"Leo Vance?"
Everyone at The Cabin almost thought they had misheard.
It wasn't until Leo set down his bag, turned to face the group assembled on the porch, and offered the particular half-smile of a man who finds most situations mildly entertaining that it became real. He was here. The King of the Box Office was standing in a Hawaiian sunset, looking at a reality show cabin with the same appraising calm he brought to every location.
Asher Reed recovered first. He crossed the deck in three steps and extended a hand. "Director. Good to have you."
"Asher." Leo shook it, then looked him over with frank appraisal. "You look like yourself again."
"Two weeks of normal eating will do that." Asher patted his stomach, which had lost approximately twelve of the Poppo pounds since filming wrapped. "I missed my actual face."
Zoey Foster hung back slightly, the way she always did with people she admired - sizing them up carefully before committing to enthusiasm. She had met Leo briefly at the Meridian Awards, but briefly was doing a lot of work in that sentence.
Standing nearby was Marcus Lane, the music artist who had been the first guest this season, and who had spent most of the past three days trying to get fifteen minutes of Leo's time without being obvious about it. Marcus had founded his own company the previous year. It was currently in the stage of existence that his accountant described as "ambitious" and his lawyer described as "concerning." Leo had built Celestial Peak from nothing into the third-largest entertainment entity in the country in under two years. Marcus had decided this was not a coincidence he wanted to waste.
"Leo," Marcus said, and then immediately looked like he wished he'd opened with something less eager.
"Marcus." Leo's tone was even, unbothered. "I heard you're building a company."
"Trying to."
"Still trying, or actually building?"
Marcus paused. "Is there a difference?"
"Yes," Leo said simply, and walked inside.
Marcus stared at the door for a moment, then grabbed a notepad from his back pocket and wrote something down.
Gordon Ramsey, who had been watching this entire arrival sequence with the carefully neutral expression of a man who has met many famous people and intends to be impressed by precisely none of them, stepped forward as Leo entered the kitchen.
Leo looked at the ingredients laid out on the counter. His gaze moved over them with the same unhurried precision as everything else, cataloging, evaluating. "What were you planning?"
"Pan-seared snapper. Herb butter. Roasted vegetables."
Leo nodded slowly. "Good bones."
Gordon's eyes narrowed slightly. He was not accustomed to being described as having good bones. "I've been cooking professionally for thirty years."
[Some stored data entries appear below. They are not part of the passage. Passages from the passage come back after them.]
//! Beacon Node API response bodies.
//!
//! Beacon nodes encode most integers as strings. Every numeric field also accepts native JSON
//! numbers because some nodes and proxies are less strict than the API definition.

use core::num::NonZeroU64;

use serde::{Deserialize, Serialize};
use serde_json::{Map, Value};
use serde_with::{serde_as, DisplayFromStr, PickFirst};
use strum::{AsRefStr, Display};
use types::primitives::{Epoch, Slot, UnixSeconds, ValidatorIndex, H256};

#[derive(Deserialize)]
pub(crate) struct DataResponse<T> {
    pub data: T,
}

/// The subset of `/eth/v1/config/spec` needed for slot arithmetic.
#[serde_as]
#[derive(Clone, Copy, Debug, Deserialize)]
pub struct Spec {
    #[serde(rename = "SECONDS_PER_SLOT")]
    #[serde_as(as = "PickFirst<(DisplayFromStr, _)>")]
    pub seconds_per_slot: NonZeroU64,
    #[serde(rename = "SLOTS_PER_EPOCH")]
    #[serde_as(as = "PickFirst<(DisplayFromStr, _)>")]
    pub slots_per_epoch: NonZeroU64,
}

#[serde_as]
#[derive(Clone, Copy, Debug, Deserialize)]
pub struct Genesis {
    #[serde_as(as = "PickFirst<(DisplayFromStr, _)>")]
    pub genesis_time: UnixSeconds,
}

#[serde_as]
#[derive(Clone, Copy, PartialEq, Eq, Debug, Deserialize, Serialize)]
pub struct Checkpoint {
    #[serde_as(as = "PickFirst<(DisplayFromStr, _)>")]
    pub epoch: Epoch,
    pub root: H256,
}

#[derive(Clone, Copy, PartialEq, Eq, Debug, Deserialize, Serialize)]
pub struct FinalityCheckpoints {
    pub previous_justified: Checkpoint,
    pub current_justified: Checkpoint,
    pub finalized: Checkpoint,
}

#[serde_as]
#[derive(Clone, Copy, PartialEq, Eq, Debug, Deserialize)]
pub struct ProposerDuty {
    #[serde_as(as = "PickFirst<(DisplayFromStr, _)>")]
    pub validator_index: ValidatorIndex,
    #[serde_as(as = "PickFirst<(DisplayFromStr, _)>")]
    pub slot: Slot,
}

#[serde_as]
#[derive(Clone, Copy, PartialEq, Eq, Debug, Deserialize)]
pub struct AttesterDuty {
    #[serde_as(as = "PickFirst<(DisplayFromStr, _)>")]
    pub validator_index: ValidatorIndex,
    #[serde_as(as = "PickFirst<(DisplayFromStr, _)>")]
    pub slot: Slot,
}

#[derive(Clone, Copy, PartialEq, Eq, Debug, AsRefStr, Display, Deserialize, Serialize)]
#[serde(rename_all = "snake_case")]
#[strum(serialize_all = "snake_case")]
pub enum ValidatorStatus {
    PendingInitialized,
    PendingQueued,
    ActiveOngoing,
    ActiveExiting,
    ActiveSlashed,
    ExitedUnslashed,
    ExitedSlashed,
    WithdrawalPossible,
    WithdrawalDone,
    #[serde(other)]
    Unknown,
}

#[serde_as]
#[derive(Clone, Copy, PartialEq, Eq, Debug, Deserialize)]
pub struct ValidatorResponse {
    #[serde_as(as = "PickFirst<(DisplayFromStr, _)>")]
    pub index: ValidatorIndex,
    pub status: ValidatorStatus,
}

#[serde_as]
#[derive(Clone, PartialEq, Eq, Debug, Deserialize, Serialize)]
pub struct TotalReward {
    #[serde_as(as = "PickFirst<(DisplayFromStr, _)>")]
    pub validator_index: ValidatorIndex,
    #[serde_as(as = "PickFirst<(DisplayFromStr, _)>")]
    pub head: i64,
    #[serde_as(as = "PickFirst<(DisplayFromStr, _)>")]
    pub target: i64,
    #[serde_as(as = "PickFirst<(DisplayFromStr, _)>")]
    pub source: i64,
    #[serde_as(as = "Option<PickFirst<(DisplayFromStr, _)>>")]
    #[serde(default)]
    pub inclusion_delay: Option<i64>,
    #[serde_as(as = "PickFirst<(DisplayFromStr, _)>")]
    #[serde(default)]
    pub inactivity: i64,
}

impl TotalReward {
    #[must_use]
    pub fn total(&self) -> i64 {
        self.head + self.target + self.source + self.inclusion_delay.unwrap_or_default()
            - self.inactivity.abs()
    }
}

#[derive(Clone, PartialEq, Debug, Deserialize, Serialize)]
pub struct AttestationRewards {
    #[serde(default)]
    pub ideal_rewards: Vec<Value>,
    pub total_rewards: Vec<TotalReward>,
}

/// Data of a `head` event.
///
/// Fields other than the slot and block root are kept verbatim so listeners can use them without
/// this crate having to track every field nodes add.
#[serde_as]
#[derive(Clone, PartialEq, Eq, Debug, Deserialize, Serialize)]
pub struct HeadEvent {
    #[serde_as(as = "PickFirst<(DisplayFromStr, _)>")]
    pub slot: Slot,
    pub block: H256,
    #[serde(flatten)]
    pub other: Map<String, Value>,
}
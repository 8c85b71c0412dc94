use core::{future::Future, pin::pin};
use std::{process::ExitCode, sync::Arc};

use anyhow::Result;
use beacon_api::BeaconApi;
use chain_state::{ChainState, HeadNotification, SlotNotification};
use clap::{Error as ClapError, Parser as _};
use clock::{SystemTimeSource, TimeSource};
use data_feeds::{L2MetricsTracker, LabClient};
use futures::{channel::mpsc, StreamExt as _};
use logging::{error_with_slot, info_with_slot};
use reqwest::Client;
use supervisor::RestartPolicy;
use tokio::runtime::Builder;

use crate::{
    dashboard::{Dashboard, Trigger},
    display_args::BeaconDisplayArgs,
    display_config::BeaconDisplayConfig,
};

mod dashboard;
mod display_args;
mod display_config;

fn main() -> ExitCode {
    if let Err(error) = try_main() {
        error.downcast_ref().map(ClapError::exit);
        error_with_slot!("{error:?}");
        ExitCode::FAILURE
    } else {
        ExitCode::SUCCESS
    }
}

fn try_main() -> Result<()> {
    binary_utils::initialize_tracing_logger(module_path!(), false)?;

    let config = BeaconDisplayArgs::try_parse()?
        .try_into_config()
        .map_err(BeaconDisplayArgs::clap_error)?;

    info_with_slot!("starting beacon display");
    config.report();

    block_on(run(config))
}

async fn run(config: BeaconDisplayConfig) -> Result<()> {
    let BeaconDisplayConfig {
        beacon_api_config,
        chain_state_config,
        validator_set,
        lab_config,
        l2_config,
    } = config;

    // Requests set their own timeouts. A client-wide one would cut off event streams.
    let client = Client::builder().build()?;
    let time_source: Arc<dyn TimeSource> = Arc::new(SystemTimeSource);

    let api = BeaconApi::new(client.clone(), beacon_api_config);
    let chain_state =
        ChainState::initialize(api, chain_state_config, Arc::clone(&time_source)).await?;
    let chain_state = Arc::new(chain_state);

    let (trigger_tx, mut trigger_rx) = mpsc::unbounded();

    chain_state.register_head_listener({
        let trigger_tx = trigger_tx.clone();
        move |notification: &HeadNotification| {
            trigger_tx.unbounded_send(Trigger::Head(notification.event.slot))?;
            Ok(())
        }
    });

    chain_state.register_slot_listener(move |notification: &SlotNotification| {
        trigger_tx.unbounded_send(Trigger::Slot(notification.slot))?;
        Ok(())
    });

    let mut tasks = chain_state.spawn_background_tasks();

    let lab_client = lab_config.map(|lab_config| {
        let policy = RestartPolicy::fixed(lab_config.poll_interval);
        let lab_client = Arc::new(LabClient::new(client.clone(), lab_config));

        tasks.spawn("Lab poller", policy, {
            let lab_client = Arc::clone(&lab_client);
            let chain_state = Arc::clone(&chain_state);
            move || {
                let lab_client = Arc::clone(&lab_client);
                let chain_state = Arc::clone(&chain_state);
                async move { lab_client.poll(chain_state.clock()).await }
            }
        });

        lab_client
    });

    let l2_tracker = l2_config.map(|l2_config| {
        let policy = RestartPolicy::fixed(l2_config.reconnect_delay);
        let l2_tracker = Arc::new(L2MetricsTracker::new(client.clone(), l2_config, time_source));

        tasks.spawn("L2 metrics tracker", policy, {
            let l2_tracker = Arc::clone(&l2_tracker);
            move || {
                let l2_tracker = Arc::clone(&l2_tracker);
                async move { l2_tracker.follow_metrics().await }
            }
        });

        l2_tracker
    });

    info_with_slot!("started background tasks: {}", tasks.names().join(", "));

    let mut dashboard = Dashboard::new(chain_state, validator_set, lab_client, l2_tracker);
    let mut ctrl_c = pin!(tokio::signal::ctrl_c());

    dashboard.refresh(Trigger::Startup).await;

    loop {
        tokio::select! {
            trigger = trigger_rx.next() => match trigger {
                Some(trigger) => {
                    dashboard.refresh(trigger).await;
                }
                None => break,
            },
            result = &mut ctrl_c => {
                result?;
                info_with_slot!("received Ctrl+C, shutting down");
                break;
            }
        }
    }

    tasks.shutdown().await;

    Ok(())
}

fn block_on(future: impl Future<Output = Result<()>>) -> Result<()> {
    Builder::new_multi_thread()
        .enable_all()
        .build()?
        .block_on(future)
}
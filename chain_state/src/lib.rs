//! Slot, duty and block tracking for a beacon chain dashboard.
//!
//! [`ChainState`] owns every cache and is the only entry point. Two background tasks keep it
//! current: a head event subscriber and a slot timer. Both are started with
//! [`ChainState::spawn_background_tasks`].

pub use crate::{
    block_cache::{BlockCache, BlockLookup, Classification},
    chain_state::{ArrivalTimes, ChainState, CheckpointSummary, SlotsOverview},
    config::{
        CacheConfig, Config, WindowConfig, DEFAULT_ARRIVAL_HISTORY_CAPACITY,
        DEFAULT_BLOCK_CACHE_EPOCHS, DEFAULT_EPOCHS_AHEAD, DEFAULT_EPOCHS_BEHIND,
        DEFAULT_HEAD_STREAM_BACKOFF, DEFAULT_MISSING_THRESHOLD_SLOTS,
        DEFAULT_PAYLOAD_RETENTION_SLOTS, DEFAULT_REWARDS_CACHE_CAPACITY,
        DEFAULT_SLOT_TIMER_BACKOFF,
    },
    duty_cache::{CombinedDuties, DutyCache, DutySet, ProposalEpoch, ProposerInfo},
    head_subscriber::{HeadNotification, HeadStreamState},
    metrics::{ExecutionMetrics, ValidatorStatusSummary},
    slot_timer::SlotNotification,
};

mod arrival_history;
mod block_cache;
mod chain_state;
mod config;
mod duty_cache;
mod head_subscriber;
mod listeners;
mod metrics;
mod scanner;
mod slot_timer;
use core::{num::NonZeroUsize, ops::RangeInclusive, time::Duration};

use nonzero_ext::nonzero;
use types::primitives::{Epoch, Slot};

pub const DEFAULT_MISSING_THRESHOLD_SLOTS: Slot = 2;
pub const DEFAULT_BLOCK_CACHE_EPOCHS: Epoch = 8;
pub const DEFAULT_PAYLOAD_RETENTION_SLOTS: Slot = 32;
pub const DEFAULT_ARRIVAL_HISTORY_CAPACITY: NonZeroUsize = nonzero!(16_usize);
pub const DEFAULT_REWARDS_CACHE_CAPACITY: NonZeroUsize = nonzero!(10_usize);

pub const DEFAULT_EPOCHS_BEHIND: Epoch = 5;
pub const DEFAULT_EPOCHS_AHEAD: Epoch = 1;
pub const DEFAULT_HEAD_STREAM_BACKOFF: Duration = Duration::from_secs(5);
pub const DEFAULT_SLOT_TIMER_BACKOFF: Duration = Duration::from_secs(1);

#[derive(Clone, Copy, Debug)]
pub struct CacheConfig {
    /// A past slot without a block is only considered missing once it is older than this.
    /// Younger slots stay pending because a late block may still arrive.
    pub missing_threshold_slots: Slot,
    pub block_cache_epochs: Epoch,
    /// Proposed slots older than this keep their status but drop the block payload.
    pub payload_retention_slots: Slot,
    pub arrival_history_capacity: NonZeroUsize,
    pub rewards_cache_capacity: NonZeroUsize,
}

impl Default for CacheConfig {
    fn default() -> Self {
        Self {
            missing_threshold_slots: DEFAULT_MISSING_THRESHOLD_SLOTS,
            block_cache_epochs: DEFAULT_BLOCK_CACHE_EPOCHS,
            payload_retention_slots: DEFAULT_PAYLOAD_RETENTION_SLOTS,
            arrival_history_capacity: DEFAULT_ARRIVAL_HISTORY_CAPACITY,
            rewards_cache_capacity: DEFAULT_REWARDS_CACHE_CAPACITY,
        }
    }
}

#[derive(Clone, Copy, Debug)]
pub struct Config {
    pub cache: CacheConfig,
    pub window: WindowConfig,
    pub head_stream_backoff: Duration,
    pub slot_timer_backoff: Duration,
}

impl Default for Config {
    fn default() -> Self {
        Self {
            cache: CacheConfig::default(),
            window: WindowConfig::default(),
            head_stream_backoff: DEFAULT_HEAD_STREAM_BACKOFF,
            slot_timer_backoff: DEFAULT_SLOT_TIMER_BACKOFF,
        }
    }
}

/// Epochs around the current one covered by [`ChainState::scan_window`].
///
/// [`ChainState::scan_window`]: crate::ChainState::scan_window
#[derive(Clone, Copy, Debug)]
pub struct WindowConfig {
    pub epochs_behind: Epoch,
    pub epochs_ahead: Epoch,
}

impl WindowConfig {
    /// Slots of the window around the epoch starting at `current_epoch_start_slot`.
    #[must_use]
    pub const fn slots(
        self,
        current_epoch_start_slot: Slot,
        slots_per_epoch: u64,
    ) -> RangeInclusive<Slot> {
        let behind = self.epochs_behind.saturating_mul(slots_per_epoch);
        let ahead = self
            .epochs_ahead
            .saturating_add(1)
            .saturating_mul(slots_per_epoch);

        let start_slot = current_epoch_start_slot.saturating_sub(behind);
        let end_slot = current_epoch_start_slot
            .saturating_add(ahead)
            .saturating_sub(1);

        start_slot..=end_slot
    }
}

impl Default for WindowConfig {
    fn default() -> Self {
        Self {
            epochs_behind: DEFAULT_EPOCHS_BEHIND,
            epochs_ahead: DEFAULT_EPOCHS_AHEAD,
        }
    }
}
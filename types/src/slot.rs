use std::sync::Arc;

use serde::Serialize;
use serde_json::Value;
use strum::{AsRefStr, Display};

use crate::primitives::Slot;

#[derive(Clone, Copy, PartialEq, Eq, Debug, AsRefStr, Display, Serialize)]
#[serde(rename_all = "snake_case")]
#[strum(serialize_all = "snake_case")]
pub enum SlotStatus {
    /// The slot has not started yet.
    Upcoming,
    /// No block has been seen yet, but one may still arrive.
    Pending,
    Proposed,
    Missing,
}

/// Status of a single slot as shown on the dashboard.
///
/// `block_payload` holds the full `/eth/v2/beacon/blocks/{slot}` response for proposed slots
/// that are recent enough to still have it cached.
#[derive(Clone, Debug, Serialize)]
pub struct SlotRecord {
    pub slot: Slot,
    pub status: SlotStatus,
    #[serde(skip)]
    pub block_payload: Option<Arc<Value>>,
}

impl SlotRecord {
    #[must_use]
    pub const fn new(slot: Slot, status: SlotStatus) -> Self {
        Self {
            slot,
            status,
            block_payload: None,
        }
    }

    #[must_use]
    pub const fn proposed(slot: Slot, block_payload: Arc<Value>) -> Self {
        Self {
            slot,
            status: SlotStatus::Proposed,
            block_payload: Some(block_payload),
        }
    }
}

impl PartialEq for SlotRecord {
    // Payloads are compared by identity. Two records of the same slot only ever carry different
    // payloads if the block was fetched twice.
    fn eq(&self, other: &Self) -> bool {
        self.slot == other.slot
            && self.status == other.status
            && match (&self.block_payload, &other.block_payload) {
                (Some(left), Some(right)) => Arc::ptr_eq(left, right),
                (None, None) => true,
                _ => false,
            }
    }
}

/// Time at which the head block of `slot` was observed, relative to the start of the slot.
///
/// Negative values mean the block arrived before the slot started by local clock.
#[derive(Clone, Copy, PartialEq, Debug, Serialize)]
pub struct ArrivalSample {
    pub slot: Slot,
    pub arrival_time: f64,
}
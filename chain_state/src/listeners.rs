use core::panic::AssertUnwindSafe;
use std::{panic, sync::Arc};

use anyhow::Result;
use logging::warn_with_slot;
use parking_lot::RwLock;
use supervisor::payload_into_error;

pub type Listener<E> = Arc<dyn Fn(&E) -> Result<()> + Send + Sync>;

/// Callbacks invoked in registration order for every event of one kind.
///
/// A listener that fails or panics is logged and skipped. It does not affect the listeners after
/// it or the task delivering the event.
pub struct Listeners<E> {
    kind: &'static str,
    listeners: RwLock<Vec<Listener<E>>>,
}

impl<E> Listeners<E> {
    #[must_use]
    pub const fn new(kind: &'static str) -> Self {
        Self {
            kind,
            listeners: RwLock::new(Vec::new()),
        }
    }

    pub fn register(&self, listener: impl Fn(&E) -> Result<()> + Send + Sync + 'static) {
        self.listeners.write().push(Arc::new(listener));
    }

    #[must_use]
    pub fn len(&self) -> usize {
        self.listeners.read().len()
    }

    #[must_use]
    pub fn is_empty(&self) -> bool {
        self.listeners.read().is_empty()
    }

    /// Returns the number of listeners that failed.
    pub fn notify(&self, event: &E) -> usize {
        // Listeners may register other listeners.
        let listeners = self.listeners.read().clone();
        let mut failures = 0;

        for (position, listener) in listeners.iter().enumerate() {
            let result = panic::catch_unwind(AssertUnwindSafe(|| listener(event)))
                .map_err(payload_into_error);

            match result {
                Ok(Ok(())) => {}
                Ok(Err(error)) => {
                    failures += 1;
                    warn_with_slot!("{} listener {position} failed: {error:?}", self.kind);
                }
                Err(error) => {
                    failures += 1;
                    warn_with_slot!("{} listener {position} panicked: {error:?}", self.kind);
                }
            }
        }

        failures
    }
}

#[cfg(test)]
mod tests {
    use anyhow::bail;
    use parking_lot::Mutex;

    use super::*;

    #[test]
    fn failing_listeners_do_not_stop_later_ones() {
        let listeners = Listeners::<u64>::new("test");
        let seen = Arc::new(Mutex::new(vec![]));

        listeners.register({
            let seen = Arc::clone(&seen);
            move |event| {
                seen.lock().push(("first", *event));
                Ok(())
            }
        });

        listeners.register(|_| bail!("listener error"));
        listeners.register(|_| panic!("listener panic"));

        listeners.register({
            let seen = Arc::clone(&seen);
            move |event| {
                seen.lock().push(("last", *event));
                Ok(())
            }
        });

        assert_eq!(listeners.notify(&7), 2);
        assert_eq!(listeners.notify(&8), 2);

        assert_eq!(
            *seen.lock(),
            [("first", 7), ("last", 7), ("first", 8), ("last", 8)],
        );
    }

    #[test]
    fn listeners_can_register_listeners() {
        let listeners = Arc::new(Listeners::<()>::new("test"));

        listeners.register({
            let listeners = Arc::downgrade(&listeners);
            move |_| {
                if let Some(listeners) = listeners.upgrade() {
                    listeners.register(|_| Ok(()));
                }
                Ok(())
            }
        });

        assert_eq!(listeners.notify(&()), 0);
        assert_eq!(listeners.len(), 2);
    }
}
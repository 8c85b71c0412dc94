use std::{collections::VecDeque, sync::Arc};

use anyhow::{Context as _, Result};
use beacon_api::{AttestationRewards, BeaconApi};
use clock::{EpochSnapshot, SlotClock, TimeSource};
use logging::{info_with_slot, warn_with_slot, SLOT_LOG_METRICS};
use parking_lot::Mutex;
use serde::Serialize;
use supervisor::{BackgroundTasks, RestartPolicy};
use types::{
    config::ChainConfig,
    primitives::{Epoch, Slot, H256},
    slot::{ArrivalSample, SlotRecord},
    validator_set::ValidatorSet,
};

use crate::{
    arrival_history::ArrivalHistory,
    block_cache::BlockCache,
    config::Config,
    duty_cache::{CombinedDuties, DutyCache, ProposerInfo},
    head_subscriber::{HeadNotification, HeadStreamState},
    listeners::Listeners,
    metrics::{self, ExecutionMetrics, RewardsCache, ValidatorStatusSummary},
    scanner::SlotScanner,
    slot_timer::SlotNotification,
};

#[derive(Clone, Copy, PartialEq, Eq, Debug, Serialize)]
pub struct CheckpointSummary {
    pub finalized: Epoch,
    pub justified: Epoch,
}

/// Everything the dashboard shows about recent and upcoming slots.
#[derive(Clone, Debug, Serialize)]
pub struct SlotsOverview {
    pub slots: Vec<SlotRecord>,
    pub epoch_data: EpochSnapshot,
    /// `None` if the checkpoints could not be fetched.
    pub checkpoints: Option<CheckpointSummary>,
    pub duties: CombinedDuties,
}

#[derive(Clone, Debug, Serialize)]
pub struct ArrivalTimes {
    pub arrival_times: Vec<ArrivalSample>,
    pub seconds_per_slot: u64,
}

/// Chain state tracked for one beacon node.
///
/// Caches are only ever locked for synchronous sections, never across an `.await`.
pub struct ChainState {
    pub(crate) api: BeaconApi,
    pub(crate) clock: SlotClock,
    pub(crate) config: Config,
    pub(crate) duty_cache: DutyCache,
    pub(crate) block_cache: BlockCache,
    pub(crate) rewards_cache: RewardsCache,
    pub(crate) arrival_history: Mutex<ArrivalHistory>,
    pub(crate) delivered_heads: Mutex<VecDeque<(Slot, H256)>>,
    pub(crate) head_stream_state: Mutex<HeadStreamState>,
    pub(crate) head_listeners: Listeners<HeadNotification>,
    pub(crate) slot_listeners: Listeners<SlotNotification>,
}

impl ChainState {
    /// Loads the chain configuration from the beacon node.
    ///
    /// Fails if the node is unreachable or reports an unusable configuration.
    pub async fn initialize(
        api: BeaconApi,
        config: Config,
        time_source: Arc<dyn TimeSource>,
    ) -> Result<Self> {
        let chain_config = api
            .chain_config()
            .await
            .with_context(|| format!("failed to load chain configuration from {}", api.url()))?;

        info_with_slot!(
            "loaded chain configuration (seconds per slot: {}, slots per epoch: {}, genesis time: {})",
            chain_config.seconds_per_slot,
            chain_config.slots_per_epoch,
            chain_config.genesis_time,
        );

        let clock = SlotClock::new(chain_config, time_source);

        match clock.current_slot() {
            Ok(slot) => SLOT_LOG_METRICS.set_wall_clock_slot(slot),
            Err(error) => warn_with_slot!("{error}"),
        }

        Ok(Self::new(api, clock, config))
    }

    #[must_use]
    pub fn new(api: BeaconApi, clock: SlotClock, config: Config) -> Self {
        Self {
            api,
            clock,
            config,
            duty_cache: DutyCache::default(),
            block_cache: BlockCache::default(),
            rewards_cache: RewardsCache::new(config.cache.rewards_cache_capacity),
            arrival_history: Mutex::new(ArrivalHistory::new(
                config.cache.arrival_history_capacity,
            )),
            delivered_heads: Mutex::new(VecDeque::new()),
            head_stream_state: Mutex::new(HeadStreamState::Disconnected),
            head_listeners: Listeners::new("head"),
            slot_listeners: Listeners::new("slot"),
        }
    }

    #[must_use]
    pub const fn chain_config(&self) -> &ChainConfig {
        self.clock.config()
    }

    #[must_use]
    pub const fn clock(&self) -> &SlotClock {
        &self.clock
    }

    pub fn current_slot(&self) -> Result<Slot> {
        self.clock.current_slot()
    }

    pub fn epoch_snapshot(&self) -> Result<EpochSnapshot> {
        self.clock.epoch_snapshot()
    }

    /// Scans the dashboard window and refreshes duties.
    ///
    /// Individual lookups that fail are reported as degraded statuses. Only a clock failure
    /// fails the whole scan.
    pub async fn scan_window(&self, validator_set: &ValidatorSet) -> Result<SlotsOverview> {
        let epoch_data = self.epoch_snapshot()?;

        let EpochSnapshot {
            current_slot,
            current_epoch,
            current_epoch_start_slot,
            slots_per_epoch,
            ..
        } = epoch_data;

        SLOT_LOG_METRICS.set_wall_clock_slot(current_slot);

        let window = self
            .config
            .window
            .slots(current_epoch_start_slot, slots_per_epoch);

        let scanner = SlotScanner::new(
            &self.api,
            &self.block_cache,
            self.config.cache.missing_threshold_slots,
        );

        let (slots, checkpoints, ()) = futures::join!(
            scanner.scan_window(*window.start(), *window.end(), current_slot),
            self.checkpoints(),
            self.duty_cache
                .ensure_duties(&self.api, validator_set, current_epoch),
        );

        let duties = self
            .duty_cache
            .combined_duties([current_epoch, current_epoch + 1], validator_set);

        self.sweep(current_slot);

        Ok(SlotsOverview {
            slots,
            epoch_data,
            checkpoints,
            duties,
        })
    }

    pub async fn upcoming_proposers(
        &self,
        validator_set: &ValidatorSet,
    ) -> Result<Vec<ProposerInfo>> {
        let current_slot = self.current_slot()?;
        let current_epoch = self.chain_config().epoch_at_slot(current_slot);

        self.duty_cache
            .ensure_duties(&self.api, validator_set, current_epoch)
            .await;

        Ok(self
            .duty_cache
            .upcoming_proposers(validator_set, current_slot, self.chain_config()))
    }

    pub fn register_head_listener(
        &self,
        listener: impl Fn(&HeadNotification) -> Result<()> + Send + Sync + 'static,
    ) {
        self.head_listeners.register(listener);
    }

    pub fn register_slot_listener(
        &self,
        listener: impl Fn(&SlotNotification) -> Result<()> + Send + Sync + 'static,
    ) {
        self.slot_listeners.register(listener);
    }

    /// Recent head block arrival times, most recent last.
    #[must_use]
    pub fn arrival_time_history(&self) -> Vec<ArrivalSample> {
        self.arrival_history.lock().to_vec()
    }

    #[must_use]
    pub fn arrival_times(&self) -> ArrivalTimes {
        ArrivalTimes {
            arrival_times: self.arrival_time_history(),
            seconds_per_slot: self.chain_config().seconds_per_slot.get(),
        }
    }

    pub async fn attestation_rewards(
        &self,
        epoch: Epoch,
        validator_set: &ValidatorSet,
    ) -> Result<Arc<AttestationRewards>> {
        self.rewards_cache
            .get_or_fetch(&self.api, epoch, validator_set)
            .await
    }

    pub async fn validator_status_summary(
        &self,
        validator_set: &ValidatorSet,
    ) -> ValidatorStatusSummary {
        metrics::validator_status_summary(&self.api, validator_set).await
    }

    /// Metrics of proposed slots in `start_slot..=end_slot` whose blocks are still cached.
    #[must_use]
    pub fn execution_metrics(&self, start_slot: Slot, end_slot: Slot) -> Vec<ExecutionMetrics> {
        ExecutionMetrics::from_records(&self.block_cache.records_in(start_slot..=end_slot))
    }

    pub fn sweep(&self, current_slot: Slot) {
        self.block_cache.sweep(
            current_slot,
            self.chain_config().slots_per_epoch.get(),
            &self.config.cache,
        );
    }

    /// Starts the head event subscriber and the slot timer.
    ///
    /// The tasks run until the returned value is shut down or dropped.
    #[must_use]
    pub fn spawn_background_tasks(self: &Arc<Self>) -> BackgroundTasks {
        let mut tasks = BackgroundTasks::default();

        tasks.spawn(
            "head event subscriber",
            RestartPolicy::fixed(self.config.head_stream_backoff),
            {
                let chain_state = Arc::clone(self);
                move || {
                    let chain_state = Arc::clone(&chain_state);
                    async move { chain_state.follow_head_events().await }
                }
            },
        );

        tasks.spawn(
            "slot timer",
            RestartPolicy::fixed(self.config.slot_timer_backoff),
            {
                let chain_state = Arc::clone(self);
                move || {
                    let chain_state = Arc::clone(&chain_state);
                    async move { chain_state.run_slot_timer().await }
                }
            },
        );

        tasks
    }

    async fn checkpoints(&self) -> Option<CheckpointSummary> {
        match self.api.finality_checkpoints().await {
            Ok(checkpoints) => Some(CheckpointSummary {
                finalized: checkpoints.finalized.epoch,
                justified: checkpoints.current_justified.epoch,
            }),
            Err(error) => {
                warn_with_slot!("failed to fetch finality checkpoints: {error:?}");
                None
            }
        }
    }
}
"I know." Leo picked up the bottle of herb butter. "This is from a jar."
The silence that followed had a specific quality.
"It's a very good jar," Gordon said eventually.
Leo set it back down without comment and turned to say hello to Ryan, who was refilling water glasses with the serene efficiency of a man who has spent many years hosting people much more famous than himself and learned to treat all of them with identical warmth.
Director Hayes, watching from the doorway with the expression of someone who has just seen the season's B-plot materialize in real time, signaled quietly to his cameraman. The Gordon Ramsey vs. Leo Vance dynamic had just become the show's central tension, and they hadn't even sat down to dinner yet.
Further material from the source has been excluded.